EXTRACTED INFORMATION:
----

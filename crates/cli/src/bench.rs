//! Benchmark harness: run named problems repeatedly and write the collected
//! statistics as one JSON object.

use std::fs::{self, File};
use std::path::Path;

use anyhow::{ensure, Context, Result};
use serde_json::{json, Map, Value};
use tracing::{info, warn};

use bbpart::{Partitioner, Settings};

use crate::problem;

/// Problems the sweep runs, resolved as `<bench_dir>/<name>.txt`. Larger
/// netlists stay out: the exact tree doubles with every block.
pub const BENCH_NAMES: &[&str] = &["cm82a"];

/// Run every benchmark `repeat` times and write the statistics to `json_out`.
///
/// The output file is created up front so an unwritable path fails before
/// any time is spent on the runs.
pub fn run(
    bench_dir: &Path,
    json_out: &Path,
    repeat: usize,
    settings_path: Option<&Path>,
) -> Result<()> {
    let settings = match settings_path {
        Some(path) => read_settings(path)?,
        None => Settings {
            headless: true,
            ..Settings::default()
        },
    };
    File::create(json_out)
        .with_context(|| format!("opening {} for writing", json_out.display()))?;

    let mut doc = Map::new();
    for name in BENCH_NAMES {
        let path = bench_dir.join(format!("{name}.txt"));
        let mut cut_sizes = Vec::with_capacity(repeat);
        let mut visited_leaves = Vec::with_capacity(repeat);
        let mut pruned_leaves = Vec::with_capacity(repeat);
        let mut wall_times = Vec::with_capacity(repeat);
        for run_id in 0..repeat {
            let graph = problem::load(&path)?;
            info!(bench = name, run = run_id, "running benchmark");
            let results = Partitioner::new(graph, settings.clone()).run()?;
            let best = results
                .best
                .context("benchmark run finished without reaching a leaf")?;
            cut_sizes.push(best.cut_size);
            visited_leaves.push(results.visited_leaves);
            pruned_leaves.push(results.pruned_leaves);
            wall_times.push(results.wall_time.as_millis() as u64);
        }
        doc.insert(
            (*name).to_string(),
            json!({
                "cut_sizes": cut_sizes,
                "visited_leaves": visited_leaves,
                "pruned_leaves": pruned_leaves,
                "wall_times": wall_times,
            }),
        );
    }

    fs::write(json_out, serde_json::to_vec_pretty(&Value::Object(doc))?)
        .with_context(|| format!("writing {}", json_out.display()))?;
    info!(path = %json_out.display(), "benchmark results written");
    Ok(())
}

/// Read a benchmark settings file: a JSON object applied key by key.
///
/// Benchmarks always run headless. Unrecognized keys are warned about and
/// skipped; an empty object is a hard error because it almost certainly
/// means the wrong file was passed.
pub fn read_settings(path: &Path) -> Result<Settings> {
    let text = fs::read_to_string(path)
        .with_context(|| format!("reading benchmark settings {}", path.display()))?;
    let doc: Value =
        serde_json::from_str(&text).context("benchmark settings are not valid JSON")?;
    let obj = doc
        .as_object()
        .context("benchmark settings must be a JSON object")?;
    ensure!(!obj.is_empty(), "benchmark settings object is empty");

    let mut settings = Settings {
        headless: true,
        ..Settings::default()
    };
    for (key, value) in obj {
        match key.as_str() {
            "threads" => {
                let threads = value
                    .as_u64()
                    .with_context(|| format!("setting {key} must be an unsigned integer"))?;
                settings.threads = usize::try_from(threads)?;
            }
            "prune_half" => settings.prune_half = as_bool(key, value)?,
            "prune_by_cost" => settings.prune_by_cost = as_bool(key, value)?,
            "verbose" => settings.verbose = as_bool(key, value)?,
            "sanity_check" => settings.sanity_check = as_bool(key, value)?,
            _ => warn!(key = key.as_str(), "benchmark setting not recognized"),
        }
    }
    Ok(settings)
}

fn as_bool(key: &str, value: &Value) -> Result<bool> {
    value
        .as_bool()
        .with_context(|| format!("setting {key} must be a boolean"))
}

#[cfg(test)]
mod tests {
    use super::*;
    use std::io::Write;
    use std::path::PathBuf;
    use tempfile::tempdir;

    fn write_settings(dir: &Path, text: &str) -> PathBuf {
        let path = dir.join("settings.json");
        let mut f = File::create(&path).unwrap();
        f.write_all(text.as_bytes()).unwrap();
        path
    }

    #[test]
    fn settings_keys_are_applied() {
        let dir = tempdir().unwrap();
        let path = write_settings(
            dir.path(),
            r#"{"threads": 4, "prune_half": false, "sanity_check": true}"#,
        );
        let settings = read_settings(&path).unwrap();
        assert_eq!(settings.threads, 4);
        assert!(!settings.prune_half);
        assert!(settings.sanity_check);
        assert!(settings.headless);
        // Untouched keys keep their defaults.
        assert!(settings.prune_by_cost);
    }

    #[test]
    fn empty_settings_object_is_fatal() {
        let dir = tempdir().unwrap();
        let path = write_settings(dir.path(), "{}");
        assert!(read_settings(&path).unwrap_err().to_string().contains("empty"));
    }

    #[test]
    fn unknown_settings_keys_are_skipped() {
        let dir = tempdir().unwrap();
        let path = write_settings(dir.path(), r#"{"threads": 2, "gui_scale": 3}"#);
        let settings = read_settings(&path).unwrap();
        assert_eq!(settings.threads, 2);
    }

    #[test]
    fn mistyped_settings_values_are_fatal() {
        let dir = tempdir().unwrap();
        let path = write_settings(dir.path(), r#"{"prune_half": "yes"}"#);
        assert!(read_settings(&path).is_err());
    }

    #[test]
    fn sweep_writes_the_expected_json_shape() {
        let dir = tempdir().unwrap();
        // A small stand-in problem under the benchmark's expected name.
        let bench_dir = dir.path().join("benches");
        fs::create_dir(&bench_dir).unwrap();
        fs::write(
            bench_dir.join("cm82a.txt"),
            "6 4\n3 0 1 2\n3 3 4 5\n2 0 3\n2 2 5\n",
        )
        .unwrap();
        let out = dir.path().join("results.json");

        run(&bench_dir, &out, 3, None).unwrap();

        let doc: Value = serde_json::from_str(&fs::read_to_string(&out).unwrap()).unwrap();
        let record = &doc["cm82a"];
        for field in ["cut_sizes", "visited_leaves", "pruned_leaves", "wall_times"] {
            assert_eq!(record[field].as_array().unwrap().len(), 3, "{field}");
        }
        // The engine is exact, so every repeat reports the same cut.
        let cuts = record["cut_sizes"].as_array().unwrap();
        assert!(cuts.iter().all(|c| c == &cuts[0]));
    }

    #[test]
    fn unwritable_output_path_fails_before_running() {
        let dir = tempdir().unwrap();
        let bench_dir = dir.path().join("missing");
        // The output path is a directory, so the up-front create must fail
        // even though the problem directory does not exist either.
        let err = run(&bench_dir, dir.path(), 1, None).unwrap_err();
        assert!(err.to_string().contains("for writing"), "{err}");
    }

    fn repo_benchmarks() -> PathBuf {
        PathBuf::from(env!("CARGO_MANIFEST_DIR")).join("../../benchmarks")
    }

    #[test]
    fn recorded_benchmark_is_deterministic_across_worker_counts() {
        let path = repo_benchmarks().join("cm82a.txt");
        let mut cuts = Vec::new();
        for threads in [1, 2, 4] {
            let graph = crate::problem::load(&path).unwrap();
            let settings = Settings {
                threads,
                headless: true,
                ..Settings::default()
            };
            let results = Partitioner::new(graph, settings).run().unwrap();
            cuts.push(results.best.unwrap().cut_size);
        }
        assert_eq!(cuts[0], cuts[1]);
        assert_eq!(cuts[1], cuts[2]);
    }
}
//! Worker planning, spawning, and result aggregation.

use std::num::NonZeroUsize;
use std::sync::atomic::{AtomicBool, Ordering};
use std::sync::Arc;
use std::thread;
use std::time::{Duration, Instant};

use tracing::{debug, info, warn};

use crate::error::SearchError;
use crate::hypergraph::{Assignment, Hypergraph, Partition};
use crate::search::node::SearchNode;
use crate::search::worker::{RunShared, Worker, WorkerOutput};
use crate::settings::Settings;
use crate::sink::{PruneEvent, PruneSink, TelemetrySink};

/// Splitting deeper than this never pays off; the clamp also keeps the
/// power-of-two arithmetic clear of shift overflow for large block counts.
const MAX_SPLIT_DEPTH: usize = 16;

/// Winning side assignment and its cut size.
#[derive(Clone, Debug, PartialEq, Eq)]
pub struct BestCut {
    pub cut_size: u32,
    pub assignment: Vec<Partition>,
}

/// Outcome of one run.
#[derive(Clone, Debug)]
pub struct Results {
    /// `None` only when the run was cancelled before any leaf completed.
    pub best: Option<BestCut>,
    pub visited_leaves: u64,
    pub pruned_leaves: u64,
    pub wall_time: Duration,
}

/// Cooperative stop request for a running partitioner.
///
/// Workers check the token at the top of their loop; on observing it they
/// publish whatever local best they hold and exit.
#[derive(Clone)]
pub struct CancelToken(Arc<AtomicBool>);

impl CancelToken {
    pub fn cancel(&self) {
        self.0.store(true, Ordering::Relaxed);
    }

    pub fn is_cancelled(&self) -> bool {
        self.0.load(Ordering::Relaxed)
    }
}

/// The branch-and-bound coordinator.
///
/// Owns the problem and the run configuration, decides the worker count,
/// hands each worker a static subtree, and merges the per-worker results.
pub struct Partitioner {
    graph: Hypergraph,
    settings: Settings,
    stop: Arc<AtomicBool>,
    prune_sink: Option<Arc<dyn PruneSink>>,
    telemetry_sink: Option<Arc<dyn TelemetrySink>>,
}

impl Partitioner {
    pub fn new(graph: Hypergraph, settings: Settings) -> Self {
        Self {
            graph,
            settings,
            stop: Arc::new(AtomicBool::new(false)),
            prune_sink: None,
            telemetry_sink: None,
        }
    }

    pub fn graph(&self) -> &Hypergraph {
        &self.graph
    }

    pub fn settings(&self) -> &Settings {
        &self.settings
    }

    /// Token for requesting cancellation from another thread.
    pub fn cancel_token(&self) -> CancelToken {
        CancelToken(Arc::clone(&self.stop))
    }

    /// Attach a consumer of pruned-subtree batches.
    pub fn set_prune_sink(&mut self, sink: Arc<dyn PruneSink>) {
        self.prune_sink = Some(sink);
    }

    /// Attach a consumer of progress counters and the final answer.
    pub fn set_telemetry_sink(&mut self, sink: Arc<dyn TelemetrySink>) {
        self.telemetry_sink = Some(sink);
    }

    /// Run the search to completion (or cancellation) and return the merged
    /// results.
    pub fn run(&self) -> Result<Results, SearchError> {
        let start = Instant::now();
        let num_blocks = self.graph.num_blocks();
        if num_blocks == 0 {
            return Ok(Results {
                best: Some(BestCut {
                    cut_size: 0,
                    assignment: Vec::new(),
                }),
                visited_leaves: 0,
                pruned_leaves: 0,
                wall_time: start.elapsed(),
            });
        }

        let (threads, split_depth) = self.plan_threads();
        let pin_first = self.settings.prune_half && threads > 1;
        debug!(threads, split_depth, pin_first, "planned worker split");
        let roots = self.worker_roots(threads, split_depth, pin_first)?;

        let enqueue_prunes =
            self.prune_sink.is_some() && !self.settings.no_dtv && !self.settings.headless;
        let shared = RunShared::new(
            self.settings.clone(),
            enqueue_prunes,
            Arc::clone(&self.stop),
            threads,
        );
        if pin_first {
            self.account_mirror_half(&shared);
        }

        let run_tick = !self.settings.headless
            && (self.prune_sink.is_some() || self.telemetry_sink.is_some());
        let tick = if num_blocks >= 70 {
            Duration::from_secs(1)
        } else {
            Duration::from_millis(10)
        };

        let graph = &self.graph;
        let shared_ref = &shared;
        let outputs = thread::scope(|scope| -> Result<Vec<WorkerOutput>, SearchError> {
            let handles: Vec<_> = roots
                .into_iter()
                .enumerate()
                .map(|(tid, root)| scope.spawn(move || Worker::new(tid, graph, shared_ref).run(root)))
                .collect();
            let drain = run_tick.then(|| {
                scope.spawn(move || {
                    while !shared_ref.done.load(Ordering::Acquire) {
                        thread::sleep(tick);
                        self.drain(shared_ref, false);
                    }
                })
            });

            let mut first_err = None;
            let mut outputs = Vec::with_capacity(handles.len());
            for (tid, handle) in handles.into_iter().enumerate() {
                let result = handle
                    .join()
                    .unwrap_or_else(|_| Err(SearchError::WorkerPanic { tid }));
                match result {
                    Ok(output) => outputs.push(output),
                    Err(err) => {
                        if first_err.is_none() {
                            // Cut the remaining workers short; the run is lost.
                            self.stop.store(true, Ordering::Relaxed);
                            first_err = Some(err);
                        }
                    }
                }
            }
            shared_ref.done.store(true, Ordering::Release);
            if let Some(handle) = drain {
                let _ = handle.join();
            }
            first_err.map_or(Ok(outputs), Err)
        })?;

        // Final flush regardless of batch size.
        self.drain(&shared, true);

        let visited_leaves: u64 = shared
            .slots
            .iter()
            .map(|s| s.visited.load(Ordering::Relaxed))
            .sum();
        let pruned_leaves: u64 = shared
            .slots
            .iter()
            .map(|s| s.pruned.load(Ordering::Relaxed))
            .sum();

        // Lowest worker index wins ties, so scan in order with a strict
        // comparison.
        let mut best: Option<BestCut> = None;
        for output in outputs {
            if let Some((cut_size, assignment)) = output.best {
                let better = match &best {
                    Some(current) => cut_size < current.cut_size,
                    None => true,
                };
                if better {
                    best = Some(BestCut {
                        cut_size,
                        assignment,
                    });
                }
            }
        }

        let wall_time = start.elapsed();
        if let (Some(sink), Some(win)) = (&self.telemetry_sink, &best) {
            sink.on_best(&win.assignment, wall_time);
        }
        info!(
            best_cut = best.as_ref().map_or(-1, |b| i64::from(b.cut_size)),
            visited_leaves,
            pruned_leaves,
            wall_ms = wall_time.as_millis() as u64,
            "partitioning run finished"
        );
        Ok(Results {
            best,
            visited_leaves,
            pruned_leaves,
            wall_time,
        })
    }

    /// Clamp the requested thread count to the hardware and the tree, then
    /// snap it down to a power of two.
    fn plan_threads(&self) -> (usize, usize) {
        let num_blocks = self.graph.num_blocks();
        let requested = self.settings.threads.max(1);
        if !requested.is_power_of_two() {
            warn!(requested, "thread count is not a power of two; snapping down");
        }
        let hardware = thread::available_parallelism()
            .map(NonZeroUsize::get)
            .unwrap_or(1);
        let tree = if num_blocks >= 2 {
            1usize << (num_blocks - 2).min(MAX_SPLIT_DEPTH)
        } else {
            1
        };
        let clamped = requested.min(hardware).min(tree);
        let split_depth = clamped.ilog2() as usize;
        if num_blocks <= split_depth {
            return (1, 0);
        }
        (1 << split_depth, split_depth)
    }

    /// Build each worker's root by binary-counting the worker index into the
    /// leading blocks. With the mirror prune active, block 0 is pinned to
    /// partition A so every worker stays in the surviving half of the tree,
    /// and the counting shifts down by one position.
    fn worker_roots(
        &self,
        threads: usize,
        split_depth: usize,
        pin_first: bool,
    ) -> Result<Vec<SearchNode>, SearchError> {
        let num_blocks = self.graph.num_blocks();
        let offset = usize::from(pin_first);
        let prefix_len = if threads == 1 { 0 } else { split_depth + offset };
        (0..threads)
            .map(|tid| {
                let mut assignment: Assignment = vec![None; num_blocks];
                if pin_first {
                    assignment[0] = Some(Partition::A);
                }
                for j in 0..split_depth {
                    let bit = (tid >> (split_depth - 1 - j)) & 1;
                    assignment[offset + j] = Some(if bit == 0 {
                        Partition::A
                    } else {
                        Partition::B
                    });
                }
                SearchNode::root(&self.graph, assignment, prefix_len)
            })
            .collect()
    }

    /// Account the mirrored half of the tree once, to worker 0, when no
    /// worker will ever walk into it.
    fn account_mirror_half(&self, shared: &RunShared) {
        let num_blocks = self.graph.num_blocks();
        if !self.settings.no_pie {
            shared.slots[0]
                .pruned
                .fetch_add(1u64 << (num_blocks - 1), Ordering::Relaxed);
        }
        if shared.enqueue_prunes {
            shared.slots[0]
                .queue
                .lock()
                .expect("prune queue mutex poisoned")
                .push(PruneEvent {
                    bid: 1,
                    prefix: vec![Partition::B],
                });
        }
        debug!("mirrored half of the tree accounted to worker 0");
    }

    /// Forward queued prune batches and a telemetry sample to the sinks.
    fn drain(&self, shared: &RunShared, emit_all: bool) {
        if let Some(sink) = &self.prune_sink {
            for slots in &shared.slots {
                let batch = {
                    let mut queue = slots.queue.lock().expect("prune queue mutex poisoned");
                    if queue.is_empty()
                        || (!emit_all && queue.len() < self.settings.gui_update_batch)
                    {
                        continue;
                    }
                    std::mem::take(&mut *queue)
                };
                sink.on_pruned(&batch);
            }
        }
        if let Some(sink) = &self.telemetry_sink {
            let visited = shared
                .slots
                .iter()
                .map(|s| s.visited.load(Ordering::Relaxed))
                .sum();
            let pruned = shared
                .slots
                .iter()
                .map(|s| s.pruned.load(Ordering::Relaxed))
                .sum();
            sink.on_telemetry(visited, pruned, shared.bound.peek());
        }
    }
}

----

WHAT THE EXERCISE ASKS: Whenever a line of the records holds the string "mirrored", pick it out and copy it.

SOLUTION FOR THIS TASK:
    /// Account the mirrored half of the tree once, to worker 0, when no
        debug!("mirrored half of the tree accounted to worker 0");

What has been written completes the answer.